Records to process:

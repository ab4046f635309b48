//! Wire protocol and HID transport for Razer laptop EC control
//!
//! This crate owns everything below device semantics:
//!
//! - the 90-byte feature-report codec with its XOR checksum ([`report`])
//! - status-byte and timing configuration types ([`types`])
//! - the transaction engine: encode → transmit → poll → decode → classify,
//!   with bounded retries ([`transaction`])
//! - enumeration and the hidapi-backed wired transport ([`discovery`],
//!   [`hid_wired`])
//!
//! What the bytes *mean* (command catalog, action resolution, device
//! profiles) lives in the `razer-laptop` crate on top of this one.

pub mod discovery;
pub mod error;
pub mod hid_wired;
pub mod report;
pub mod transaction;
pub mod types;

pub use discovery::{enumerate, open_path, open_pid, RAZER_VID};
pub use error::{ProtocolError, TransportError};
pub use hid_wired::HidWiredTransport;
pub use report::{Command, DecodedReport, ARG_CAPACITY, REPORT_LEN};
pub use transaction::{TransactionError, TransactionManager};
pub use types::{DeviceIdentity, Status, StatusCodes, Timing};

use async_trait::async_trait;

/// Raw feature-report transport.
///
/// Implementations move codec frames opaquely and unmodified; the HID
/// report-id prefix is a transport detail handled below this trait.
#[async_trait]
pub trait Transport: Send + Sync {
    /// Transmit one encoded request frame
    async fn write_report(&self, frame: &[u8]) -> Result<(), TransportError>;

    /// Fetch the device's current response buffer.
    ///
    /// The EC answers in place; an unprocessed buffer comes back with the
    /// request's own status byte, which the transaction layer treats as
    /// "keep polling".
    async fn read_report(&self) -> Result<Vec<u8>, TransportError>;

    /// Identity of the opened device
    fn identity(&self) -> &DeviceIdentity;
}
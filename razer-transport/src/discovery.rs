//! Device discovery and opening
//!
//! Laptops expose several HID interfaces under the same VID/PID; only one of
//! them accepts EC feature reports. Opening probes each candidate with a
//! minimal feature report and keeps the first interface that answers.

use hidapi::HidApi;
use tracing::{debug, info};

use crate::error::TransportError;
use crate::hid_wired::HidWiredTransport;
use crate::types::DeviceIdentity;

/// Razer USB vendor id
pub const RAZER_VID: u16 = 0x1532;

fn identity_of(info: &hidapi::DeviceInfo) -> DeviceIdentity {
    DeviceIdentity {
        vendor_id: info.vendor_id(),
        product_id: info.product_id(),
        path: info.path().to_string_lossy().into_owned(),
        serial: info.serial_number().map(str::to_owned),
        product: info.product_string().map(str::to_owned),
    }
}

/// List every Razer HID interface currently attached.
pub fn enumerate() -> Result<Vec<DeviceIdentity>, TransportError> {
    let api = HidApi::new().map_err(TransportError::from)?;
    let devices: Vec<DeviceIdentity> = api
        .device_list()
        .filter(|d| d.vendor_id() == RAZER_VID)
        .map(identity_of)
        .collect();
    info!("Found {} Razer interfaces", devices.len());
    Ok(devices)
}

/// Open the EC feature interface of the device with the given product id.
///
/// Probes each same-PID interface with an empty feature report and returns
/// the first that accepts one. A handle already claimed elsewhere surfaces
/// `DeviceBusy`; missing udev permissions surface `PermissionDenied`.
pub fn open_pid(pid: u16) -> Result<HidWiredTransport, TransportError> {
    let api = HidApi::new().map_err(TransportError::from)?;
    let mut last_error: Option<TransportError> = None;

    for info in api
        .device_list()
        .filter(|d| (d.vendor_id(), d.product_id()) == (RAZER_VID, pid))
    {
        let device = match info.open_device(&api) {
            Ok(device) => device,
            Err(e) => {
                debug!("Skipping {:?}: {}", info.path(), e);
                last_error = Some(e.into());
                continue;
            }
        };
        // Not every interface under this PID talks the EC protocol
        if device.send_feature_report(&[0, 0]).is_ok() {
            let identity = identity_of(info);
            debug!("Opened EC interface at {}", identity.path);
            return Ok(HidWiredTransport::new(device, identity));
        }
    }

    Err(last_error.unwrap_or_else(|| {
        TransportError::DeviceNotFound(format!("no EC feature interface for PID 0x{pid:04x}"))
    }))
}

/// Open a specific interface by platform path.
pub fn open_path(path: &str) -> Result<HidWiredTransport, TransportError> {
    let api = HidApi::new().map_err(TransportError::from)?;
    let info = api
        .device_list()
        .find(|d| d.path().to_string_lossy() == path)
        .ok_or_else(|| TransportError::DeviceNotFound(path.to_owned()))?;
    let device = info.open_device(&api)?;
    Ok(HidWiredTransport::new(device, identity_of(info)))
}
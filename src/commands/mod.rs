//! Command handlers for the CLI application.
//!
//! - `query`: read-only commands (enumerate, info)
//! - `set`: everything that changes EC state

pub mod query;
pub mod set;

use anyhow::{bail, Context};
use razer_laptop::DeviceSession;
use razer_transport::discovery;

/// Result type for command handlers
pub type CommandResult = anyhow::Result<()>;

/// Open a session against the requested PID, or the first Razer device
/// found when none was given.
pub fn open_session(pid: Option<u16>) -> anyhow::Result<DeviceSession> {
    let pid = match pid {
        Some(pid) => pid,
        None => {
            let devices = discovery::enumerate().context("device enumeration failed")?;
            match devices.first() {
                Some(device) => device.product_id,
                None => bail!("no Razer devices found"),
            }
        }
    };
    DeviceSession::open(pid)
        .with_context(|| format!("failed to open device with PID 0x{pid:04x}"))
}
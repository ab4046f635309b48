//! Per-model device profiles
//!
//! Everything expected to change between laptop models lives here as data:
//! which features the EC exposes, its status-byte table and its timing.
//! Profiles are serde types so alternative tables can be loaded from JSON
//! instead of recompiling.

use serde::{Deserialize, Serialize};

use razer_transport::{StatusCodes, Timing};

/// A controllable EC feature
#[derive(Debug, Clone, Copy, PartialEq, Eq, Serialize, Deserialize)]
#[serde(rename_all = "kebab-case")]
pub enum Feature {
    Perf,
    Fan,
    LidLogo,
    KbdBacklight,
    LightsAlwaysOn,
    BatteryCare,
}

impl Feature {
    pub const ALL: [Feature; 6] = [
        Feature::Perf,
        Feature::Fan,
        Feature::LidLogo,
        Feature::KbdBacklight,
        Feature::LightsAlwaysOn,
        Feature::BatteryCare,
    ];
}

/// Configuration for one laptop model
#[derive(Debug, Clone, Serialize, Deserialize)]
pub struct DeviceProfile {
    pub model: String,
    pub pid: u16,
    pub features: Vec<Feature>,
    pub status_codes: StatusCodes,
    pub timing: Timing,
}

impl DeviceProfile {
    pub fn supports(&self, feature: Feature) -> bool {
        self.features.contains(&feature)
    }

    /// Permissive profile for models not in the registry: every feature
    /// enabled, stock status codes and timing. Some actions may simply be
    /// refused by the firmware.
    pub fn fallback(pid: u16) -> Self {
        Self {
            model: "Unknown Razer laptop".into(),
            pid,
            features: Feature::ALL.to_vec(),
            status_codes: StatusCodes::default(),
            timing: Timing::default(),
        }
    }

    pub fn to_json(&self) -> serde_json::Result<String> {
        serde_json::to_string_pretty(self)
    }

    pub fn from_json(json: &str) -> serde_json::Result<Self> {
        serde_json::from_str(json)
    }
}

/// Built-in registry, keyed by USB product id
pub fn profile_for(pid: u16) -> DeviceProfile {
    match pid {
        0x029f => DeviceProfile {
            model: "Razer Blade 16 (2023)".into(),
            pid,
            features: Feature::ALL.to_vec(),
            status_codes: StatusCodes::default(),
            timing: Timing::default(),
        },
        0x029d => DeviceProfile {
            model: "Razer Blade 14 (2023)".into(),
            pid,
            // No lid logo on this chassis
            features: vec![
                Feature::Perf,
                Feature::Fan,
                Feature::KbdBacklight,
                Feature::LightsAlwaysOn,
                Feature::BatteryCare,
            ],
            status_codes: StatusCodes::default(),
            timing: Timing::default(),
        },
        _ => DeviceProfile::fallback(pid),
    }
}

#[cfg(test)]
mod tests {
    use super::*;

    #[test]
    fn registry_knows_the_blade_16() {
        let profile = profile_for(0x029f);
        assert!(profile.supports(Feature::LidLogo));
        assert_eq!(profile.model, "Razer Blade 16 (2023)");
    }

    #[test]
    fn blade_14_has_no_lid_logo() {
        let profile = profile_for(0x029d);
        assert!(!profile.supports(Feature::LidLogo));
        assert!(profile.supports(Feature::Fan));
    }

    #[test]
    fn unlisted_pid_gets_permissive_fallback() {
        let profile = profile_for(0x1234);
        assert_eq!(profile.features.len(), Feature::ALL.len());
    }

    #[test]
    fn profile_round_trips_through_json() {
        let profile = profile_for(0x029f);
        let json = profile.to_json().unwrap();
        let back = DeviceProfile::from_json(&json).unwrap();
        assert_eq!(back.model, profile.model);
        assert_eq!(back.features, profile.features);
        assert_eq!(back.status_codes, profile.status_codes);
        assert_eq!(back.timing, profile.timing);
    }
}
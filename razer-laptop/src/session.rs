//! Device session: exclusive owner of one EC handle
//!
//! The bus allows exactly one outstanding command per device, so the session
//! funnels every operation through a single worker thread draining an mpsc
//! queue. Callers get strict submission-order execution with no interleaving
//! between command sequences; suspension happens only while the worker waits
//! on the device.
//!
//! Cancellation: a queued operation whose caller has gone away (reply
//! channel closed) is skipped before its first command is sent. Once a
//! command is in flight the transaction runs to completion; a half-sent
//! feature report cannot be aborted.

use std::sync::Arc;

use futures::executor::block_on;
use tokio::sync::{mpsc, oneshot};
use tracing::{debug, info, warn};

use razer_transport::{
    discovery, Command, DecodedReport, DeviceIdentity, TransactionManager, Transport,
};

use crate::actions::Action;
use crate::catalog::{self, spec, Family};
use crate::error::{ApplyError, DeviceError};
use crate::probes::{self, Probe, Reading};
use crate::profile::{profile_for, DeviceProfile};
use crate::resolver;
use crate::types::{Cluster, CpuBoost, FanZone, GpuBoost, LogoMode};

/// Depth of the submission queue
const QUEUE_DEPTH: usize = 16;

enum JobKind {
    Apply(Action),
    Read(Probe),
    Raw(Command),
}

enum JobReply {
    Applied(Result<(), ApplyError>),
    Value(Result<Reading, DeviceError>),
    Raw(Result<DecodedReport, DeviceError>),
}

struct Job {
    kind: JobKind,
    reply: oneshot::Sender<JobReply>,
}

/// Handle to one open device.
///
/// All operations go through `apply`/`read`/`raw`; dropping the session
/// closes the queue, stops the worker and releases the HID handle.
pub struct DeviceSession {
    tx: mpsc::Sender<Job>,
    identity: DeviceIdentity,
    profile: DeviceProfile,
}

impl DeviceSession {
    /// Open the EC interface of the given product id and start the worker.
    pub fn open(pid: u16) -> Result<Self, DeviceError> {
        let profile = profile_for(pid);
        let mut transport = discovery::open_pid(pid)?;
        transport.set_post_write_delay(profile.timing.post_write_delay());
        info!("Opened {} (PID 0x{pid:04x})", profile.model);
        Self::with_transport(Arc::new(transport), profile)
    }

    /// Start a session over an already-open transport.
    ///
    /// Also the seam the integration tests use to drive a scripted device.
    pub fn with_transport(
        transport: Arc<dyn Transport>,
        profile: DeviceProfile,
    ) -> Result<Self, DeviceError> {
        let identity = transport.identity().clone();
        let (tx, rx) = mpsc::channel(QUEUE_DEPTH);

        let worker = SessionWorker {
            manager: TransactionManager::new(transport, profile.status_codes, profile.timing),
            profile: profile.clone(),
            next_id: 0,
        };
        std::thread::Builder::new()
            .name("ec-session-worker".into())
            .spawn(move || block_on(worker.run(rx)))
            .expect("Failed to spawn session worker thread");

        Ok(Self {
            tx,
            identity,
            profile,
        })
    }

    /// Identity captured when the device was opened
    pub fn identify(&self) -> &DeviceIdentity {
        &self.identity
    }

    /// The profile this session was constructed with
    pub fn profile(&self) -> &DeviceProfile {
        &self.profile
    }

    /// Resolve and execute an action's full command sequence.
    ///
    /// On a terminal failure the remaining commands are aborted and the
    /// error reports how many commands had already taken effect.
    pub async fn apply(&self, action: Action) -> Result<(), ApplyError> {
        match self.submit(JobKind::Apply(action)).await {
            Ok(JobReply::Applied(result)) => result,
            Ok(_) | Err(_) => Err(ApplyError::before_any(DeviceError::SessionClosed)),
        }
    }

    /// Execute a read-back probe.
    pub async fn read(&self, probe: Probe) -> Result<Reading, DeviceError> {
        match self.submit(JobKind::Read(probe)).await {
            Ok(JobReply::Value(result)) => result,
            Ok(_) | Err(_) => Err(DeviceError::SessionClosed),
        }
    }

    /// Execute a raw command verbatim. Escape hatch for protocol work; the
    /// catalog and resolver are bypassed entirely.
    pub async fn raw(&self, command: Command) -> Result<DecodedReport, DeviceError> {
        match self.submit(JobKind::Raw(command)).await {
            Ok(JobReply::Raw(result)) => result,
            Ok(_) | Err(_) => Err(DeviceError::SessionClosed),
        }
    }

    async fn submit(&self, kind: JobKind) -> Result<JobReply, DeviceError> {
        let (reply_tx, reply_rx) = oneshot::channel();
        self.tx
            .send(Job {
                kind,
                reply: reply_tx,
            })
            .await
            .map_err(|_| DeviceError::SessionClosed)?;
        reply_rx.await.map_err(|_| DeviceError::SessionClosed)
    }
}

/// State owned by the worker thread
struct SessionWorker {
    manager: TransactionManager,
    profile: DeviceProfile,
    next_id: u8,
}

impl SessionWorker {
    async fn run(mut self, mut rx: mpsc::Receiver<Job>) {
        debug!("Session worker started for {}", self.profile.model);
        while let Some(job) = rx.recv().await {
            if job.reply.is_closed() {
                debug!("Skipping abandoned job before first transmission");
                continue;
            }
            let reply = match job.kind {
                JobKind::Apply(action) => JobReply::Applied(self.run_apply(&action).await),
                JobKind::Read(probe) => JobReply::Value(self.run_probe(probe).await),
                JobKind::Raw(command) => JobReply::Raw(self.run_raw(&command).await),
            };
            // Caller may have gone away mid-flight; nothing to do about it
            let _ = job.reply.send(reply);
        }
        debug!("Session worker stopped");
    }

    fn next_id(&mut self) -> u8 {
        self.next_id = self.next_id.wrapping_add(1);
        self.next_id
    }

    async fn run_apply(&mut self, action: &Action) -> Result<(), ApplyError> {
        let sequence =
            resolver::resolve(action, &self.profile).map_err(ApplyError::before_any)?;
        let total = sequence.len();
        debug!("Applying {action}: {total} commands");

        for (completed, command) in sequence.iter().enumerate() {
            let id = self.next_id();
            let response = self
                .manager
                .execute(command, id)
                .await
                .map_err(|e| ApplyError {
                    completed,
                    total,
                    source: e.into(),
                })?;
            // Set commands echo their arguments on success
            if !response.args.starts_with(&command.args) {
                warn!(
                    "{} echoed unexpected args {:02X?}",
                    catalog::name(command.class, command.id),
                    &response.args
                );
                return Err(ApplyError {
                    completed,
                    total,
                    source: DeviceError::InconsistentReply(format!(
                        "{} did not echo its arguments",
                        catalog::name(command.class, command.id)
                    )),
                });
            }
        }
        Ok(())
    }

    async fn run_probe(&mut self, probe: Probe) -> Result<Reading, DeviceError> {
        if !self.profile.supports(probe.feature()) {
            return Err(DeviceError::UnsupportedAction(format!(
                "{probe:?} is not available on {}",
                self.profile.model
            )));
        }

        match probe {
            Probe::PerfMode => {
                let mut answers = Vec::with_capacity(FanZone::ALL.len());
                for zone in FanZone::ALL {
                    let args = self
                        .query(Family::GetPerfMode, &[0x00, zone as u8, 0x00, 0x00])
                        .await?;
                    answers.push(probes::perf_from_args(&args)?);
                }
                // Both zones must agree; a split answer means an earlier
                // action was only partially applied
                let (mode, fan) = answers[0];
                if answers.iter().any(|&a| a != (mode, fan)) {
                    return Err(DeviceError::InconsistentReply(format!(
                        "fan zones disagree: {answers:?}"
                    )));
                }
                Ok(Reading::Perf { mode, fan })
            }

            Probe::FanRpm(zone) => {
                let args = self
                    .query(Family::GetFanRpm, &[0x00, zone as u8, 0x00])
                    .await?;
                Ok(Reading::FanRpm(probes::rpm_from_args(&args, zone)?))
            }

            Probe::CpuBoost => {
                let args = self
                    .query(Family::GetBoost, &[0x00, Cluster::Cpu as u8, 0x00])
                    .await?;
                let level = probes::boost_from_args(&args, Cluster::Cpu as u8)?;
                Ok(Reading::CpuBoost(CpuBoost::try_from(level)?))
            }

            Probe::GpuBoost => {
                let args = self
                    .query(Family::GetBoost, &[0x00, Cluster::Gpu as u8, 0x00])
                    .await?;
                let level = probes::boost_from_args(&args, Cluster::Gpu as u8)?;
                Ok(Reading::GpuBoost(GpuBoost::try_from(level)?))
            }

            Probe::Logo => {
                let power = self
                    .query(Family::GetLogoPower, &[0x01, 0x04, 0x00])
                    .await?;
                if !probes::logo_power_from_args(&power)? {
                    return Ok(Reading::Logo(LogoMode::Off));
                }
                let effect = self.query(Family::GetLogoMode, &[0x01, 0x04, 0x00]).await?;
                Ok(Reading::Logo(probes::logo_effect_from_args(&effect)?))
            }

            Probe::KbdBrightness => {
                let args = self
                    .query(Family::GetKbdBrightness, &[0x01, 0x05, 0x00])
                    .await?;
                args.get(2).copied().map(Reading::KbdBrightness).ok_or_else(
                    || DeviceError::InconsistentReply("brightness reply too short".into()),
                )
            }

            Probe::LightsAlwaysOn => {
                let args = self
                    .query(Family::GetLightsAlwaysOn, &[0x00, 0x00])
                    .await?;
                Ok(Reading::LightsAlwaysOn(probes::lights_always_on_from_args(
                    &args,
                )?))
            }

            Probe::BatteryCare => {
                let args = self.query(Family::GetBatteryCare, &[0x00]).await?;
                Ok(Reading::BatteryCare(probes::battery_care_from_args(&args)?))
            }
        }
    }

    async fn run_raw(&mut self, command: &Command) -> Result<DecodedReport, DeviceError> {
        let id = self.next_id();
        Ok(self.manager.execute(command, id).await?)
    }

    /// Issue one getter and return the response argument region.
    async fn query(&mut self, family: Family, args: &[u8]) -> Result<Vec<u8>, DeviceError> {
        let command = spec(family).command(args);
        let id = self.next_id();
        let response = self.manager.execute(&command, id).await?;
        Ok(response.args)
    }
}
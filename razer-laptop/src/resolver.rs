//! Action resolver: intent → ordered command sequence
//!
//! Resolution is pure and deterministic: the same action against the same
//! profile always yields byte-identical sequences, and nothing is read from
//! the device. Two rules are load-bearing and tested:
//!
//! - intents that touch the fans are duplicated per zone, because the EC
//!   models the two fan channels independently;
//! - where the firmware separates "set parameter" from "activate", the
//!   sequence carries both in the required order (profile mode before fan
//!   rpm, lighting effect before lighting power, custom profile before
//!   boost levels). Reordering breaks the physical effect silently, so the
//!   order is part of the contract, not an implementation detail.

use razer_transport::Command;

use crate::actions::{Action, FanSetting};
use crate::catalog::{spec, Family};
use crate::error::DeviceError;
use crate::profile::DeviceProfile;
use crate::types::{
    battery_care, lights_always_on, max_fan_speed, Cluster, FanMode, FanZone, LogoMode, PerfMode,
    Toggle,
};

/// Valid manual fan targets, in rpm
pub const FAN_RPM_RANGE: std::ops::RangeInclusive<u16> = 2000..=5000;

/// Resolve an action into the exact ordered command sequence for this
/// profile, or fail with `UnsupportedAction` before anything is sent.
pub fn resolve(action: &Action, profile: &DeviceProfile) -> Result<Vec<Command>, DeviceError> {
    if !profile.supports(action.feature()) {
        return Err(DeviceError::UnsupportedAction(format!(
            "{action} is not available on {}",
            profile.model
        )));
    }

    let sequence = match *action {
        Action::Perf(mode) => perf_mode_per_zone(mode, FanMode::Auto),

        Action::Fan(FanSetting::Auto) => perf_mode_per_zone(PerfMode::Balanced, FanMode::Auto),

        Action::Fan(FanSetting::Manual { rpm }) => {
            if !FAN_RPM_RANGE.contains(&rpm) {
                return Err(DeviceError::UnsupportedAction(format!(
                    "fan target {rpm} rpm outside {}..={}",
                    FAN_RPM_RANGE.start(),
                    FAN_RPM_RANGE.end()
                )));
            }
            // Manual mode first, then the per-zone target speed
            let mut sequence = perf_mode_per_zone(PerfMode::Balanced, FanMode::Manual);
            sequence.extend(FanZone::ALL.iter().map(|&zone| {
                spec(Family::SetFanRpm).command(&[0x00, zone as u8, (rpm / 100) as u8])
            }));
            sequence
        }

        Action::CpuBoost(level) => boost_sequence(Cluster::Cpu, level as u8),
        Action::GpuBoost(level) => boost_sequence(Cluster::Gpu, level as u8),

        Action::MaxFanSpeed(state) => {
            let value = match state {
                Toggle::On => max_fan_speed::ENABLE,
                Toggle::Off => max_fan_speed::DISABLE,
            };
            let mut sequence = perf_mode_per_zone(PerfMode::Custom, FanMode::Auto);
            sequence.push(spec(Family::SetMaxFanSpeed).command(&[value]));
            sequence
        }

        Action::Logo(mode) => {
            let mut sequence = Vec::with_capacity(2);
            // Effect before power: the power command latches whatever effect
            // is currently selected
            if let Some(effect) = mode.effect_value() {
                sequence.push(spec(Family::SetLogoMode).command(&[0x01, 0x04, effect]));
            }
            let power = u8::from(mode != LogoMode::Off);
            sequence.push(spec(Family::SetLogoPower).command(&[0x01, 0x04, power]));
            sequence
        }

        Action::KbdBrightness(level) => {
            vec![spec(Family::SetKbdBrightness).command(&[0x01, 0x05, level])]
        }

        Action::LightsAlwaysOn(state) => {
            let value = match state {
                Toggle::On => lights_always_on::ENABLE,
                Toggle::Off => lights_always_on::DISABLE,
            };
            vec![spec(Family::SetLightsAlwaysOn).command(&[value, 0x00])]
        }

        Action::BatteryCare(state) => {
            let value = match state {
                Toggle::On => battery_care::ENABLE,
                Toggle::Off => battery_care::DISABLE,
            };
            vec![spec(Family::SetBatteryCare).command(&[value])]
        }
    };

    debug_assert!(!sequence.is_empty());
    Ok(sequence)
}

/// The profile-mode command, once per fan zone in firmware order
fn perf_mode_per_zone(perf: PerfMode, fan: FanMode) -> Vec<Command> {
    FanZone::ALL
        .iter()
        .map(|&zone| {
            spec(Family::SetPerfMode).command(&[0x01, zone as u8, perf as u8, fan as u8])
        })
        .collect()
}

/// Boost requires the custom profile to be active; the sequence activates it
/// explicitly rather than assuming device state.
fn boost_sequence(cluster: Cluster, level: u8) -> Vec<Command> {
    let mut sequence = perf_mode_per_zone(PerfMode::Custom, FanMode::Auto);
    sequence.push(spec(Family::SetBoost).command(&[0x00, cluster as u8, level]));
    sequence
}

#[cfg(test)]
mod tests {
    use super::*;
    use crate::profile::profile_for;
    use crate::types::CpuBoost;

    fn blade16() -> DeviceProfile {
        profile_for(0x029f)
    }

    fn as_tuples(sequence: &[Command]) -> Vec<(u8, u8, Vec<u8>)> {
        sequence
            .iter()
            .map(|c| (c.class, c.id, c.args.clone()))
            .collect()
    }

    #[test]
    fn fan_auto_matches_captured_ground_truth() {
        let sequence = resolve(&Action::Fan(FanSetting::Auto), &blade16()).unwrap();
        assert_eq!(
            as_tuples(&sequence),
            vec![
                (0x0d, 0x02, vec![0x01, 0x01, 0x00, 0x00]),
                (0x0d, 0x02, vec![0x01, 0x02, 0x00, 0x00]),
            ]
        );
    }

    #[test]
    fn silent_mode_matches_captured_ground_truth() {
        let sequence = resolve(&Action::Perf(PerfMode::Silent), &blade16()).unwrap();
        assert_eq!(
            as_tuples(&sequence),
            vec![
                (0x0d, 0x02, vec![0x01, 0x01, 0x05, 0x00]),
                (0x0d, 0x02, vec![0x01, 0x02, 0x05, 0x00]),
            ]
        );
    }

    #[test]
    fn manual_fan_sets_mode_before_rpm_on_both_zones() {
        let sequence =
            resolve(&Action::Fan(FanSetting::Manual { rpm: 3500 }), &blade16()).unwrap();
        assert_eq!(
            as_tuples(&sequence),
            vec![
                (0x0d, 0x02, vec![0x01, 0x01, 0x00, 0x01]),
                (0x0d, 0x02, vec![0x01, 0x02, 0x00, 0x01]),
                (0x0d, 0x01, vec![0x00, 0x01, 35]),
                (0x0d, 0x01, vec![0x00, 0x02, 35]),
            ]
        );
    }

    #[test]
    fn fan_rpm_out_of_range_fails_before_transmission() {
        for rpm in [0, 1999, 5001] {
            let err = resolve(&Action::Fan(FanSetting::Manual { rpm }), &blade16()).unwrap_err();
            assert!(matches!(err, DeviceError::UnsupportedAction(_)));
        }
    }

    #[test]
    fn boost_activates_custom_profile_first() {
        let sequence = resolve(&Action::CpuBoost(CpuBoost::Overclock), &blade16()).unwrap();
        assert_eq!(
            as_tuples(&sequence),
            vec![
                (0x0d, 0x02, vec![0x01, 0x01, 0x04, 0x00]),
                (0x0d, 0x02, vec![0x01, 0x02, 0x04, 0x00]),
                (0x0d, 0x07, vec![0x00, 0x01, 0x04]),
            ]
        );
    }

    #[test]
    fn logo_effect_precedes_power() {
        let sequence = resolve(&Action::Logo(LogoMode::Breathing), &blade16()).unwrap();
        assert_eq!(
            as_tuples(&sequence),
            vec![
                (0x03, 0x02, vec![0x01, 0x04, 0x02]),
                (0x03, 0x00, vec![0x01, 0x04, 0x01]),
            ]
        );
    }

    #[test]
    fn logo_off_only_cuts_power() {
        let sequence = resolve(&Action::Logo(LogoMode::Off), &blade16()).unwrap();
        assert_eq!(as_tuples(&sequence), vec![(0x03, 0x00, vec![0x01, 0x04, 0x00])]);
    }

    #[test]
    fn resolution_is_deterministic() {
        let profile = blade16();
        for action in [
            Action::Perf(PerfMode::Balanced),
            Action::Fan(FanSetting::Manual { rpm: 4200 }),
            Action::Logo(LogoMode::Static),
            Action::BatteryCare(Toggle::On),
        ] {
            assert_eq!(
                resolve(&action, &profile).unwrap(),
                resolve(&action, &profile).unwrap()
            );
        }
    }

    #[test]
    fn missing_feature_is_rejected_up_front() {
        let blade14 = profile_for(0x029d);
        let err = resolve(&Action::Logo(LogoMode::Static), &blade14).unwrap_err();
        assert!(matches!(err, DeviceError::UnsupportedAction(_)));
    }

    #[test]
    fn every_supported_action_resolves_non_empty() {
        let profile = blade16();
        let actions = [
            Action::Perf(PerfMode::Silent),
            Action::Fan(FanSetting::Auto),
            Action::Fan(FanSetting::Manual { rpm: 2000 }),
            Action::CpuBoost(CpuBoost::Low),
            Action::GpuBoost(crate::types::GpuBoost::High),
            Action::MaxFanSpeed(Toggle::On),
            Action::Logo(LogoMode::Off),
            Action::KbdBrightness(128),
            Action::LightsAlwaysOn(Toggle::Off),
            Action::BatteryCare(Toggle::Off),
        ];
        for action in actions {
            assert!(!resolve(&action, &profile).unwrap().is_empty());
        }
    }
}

What is expected: Repeat the material word for word from its opening line up to and including the line containing "pub mod error;".

The answer:
repository ab4046f635309b48
//! Wire protocol and HID transport for Razer laptop EC control
//!
//! This crate owns everything below device semantics:
//!
//! - the 90-byte feature-report codec with its XOR checksum ([`report`])
//! - status-byte and timing configuration types ([`types`])
//! - the transaction engine: encode → transmit → poll → decode → classify,
//!   with bounded retries ([`transaction`])
//! - enumeration and the hidapi-backed wired transport ([`discovery`],
//!   [`hid_wired`])
//!
//! What the bytes *mean* (command catalog, action resolution, device
//! profiles) lives in the `razer-laptop` crate on top of this one.

pub mod discovery;
pub mod error;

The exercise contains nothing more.